Assigned task: Return, from the material below, each line in which the word "display" is present.
[Start of Attachment]
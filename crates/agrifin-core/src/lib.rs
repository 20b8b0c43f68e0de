pub mod error;
pub mod money;
pub mod terms;
pub mod types;

#[cfg(feature = "amortization")]
pub mod amortization;

#[cfg(feature = "repayment")]
pub mod repayment;

#[cfg(feature = "analytics")]
pub mod analytics;

pub use error::AgriFinError;
pub use types::*;

/// Standard result type for all agrifin operations
pub type AgriFinResult<T> = Result<T, AgriFinError>;
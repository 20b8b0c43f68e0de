use serde_json::Value;
use std::fs;
use std::path::{Path, PathBuf};
use tracing::debug;

/// Read a JSON or YAML file (chosen by extension) as a generic value.
pub fn read_value(path: &str) -> Result<Value, Box<dyn std::error::Error>> {
    let canonical = resolve_path(path)?;
    let contents = fs::read_to_string(&canonical)
        .map_err(|e| format!("Failed to read '{}': {}", canonical.display(), e))?;
    debug!(path = %canonical.display(), bytes = contents.len(), "read input file");

    let value: Value = if is_yaml(&canonical) {
        serde_yaml::from_str(&contents)
            .map_err(|e| format!("Failed to parse '{}': {}", canonical.display(), e))?
    } else {
        serde_json::from_str(&contents)
            .map_err(|e| format!("Failed to parse '{}': {}", canonical.display(), e))?
    };
    Ok(value)
}

fn is_yaml(path: &Path) -> bool {
    matches!(
        path.extension().and_then(|e| e.to_str()),
        Some("yaml") | Some("yml")
    )
}

/// Resolve and validate the path, preventing directory traversal.
fn resolve_path(path: &str) -> Result<PathBuf, Box<dyn std::error::Error>> {
    let p = Path::new(path);
    let canonical = if p.is_absolute() {
        p.to_path_buf()
    } else {
        std::env::current_dir()?.join(p)
    };

    if !canonical.exists() {
        return Err(format!("File not found: {}", canonical.display()).into());
    }

    if !canonical.is_file() {
        return Err(format!("Not a file: {}", canonical.display()).into());
    }

    Ok(canonical)
}

#[cfg(test)]
mod tests {
    use super::*;

    #[test]
    fn test_yaml_detection() {
        assert!(is_yaml(Path::new("loan.yaml")));
        assert!(is_yaml(Path::new("dir/loan.yml")));
        assert!(!is_yaml(Path::new("loan.json")));
        assert!(!is_yaml(Path::new("loan")));
    }

    #[test]
    fn test_missing_file() {
        let err = read_value("definitely/not/here.json").unwrap_err();
        assert!(err.to_string().contains("File not found"));
    }
}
[End of Attachment]
Exercise result:
        .map_err(|e| format!("Failed to read '{}': {}", canonical.display(), e))?;
    debug!(path = %canonical.display(), bytes = contents.len(), "read input file");
            .map_err(|e| format!("Failed to parse '{}': {}", canonical.display(), e))?
            .map_err(|e| format!("Failed to parse '{}': {}", canonical.display(), e))?
        return Err(format!("File not found: {}", canonical.display()).into());
        return Err(format!("Not a file: {}", canonical.display()).into());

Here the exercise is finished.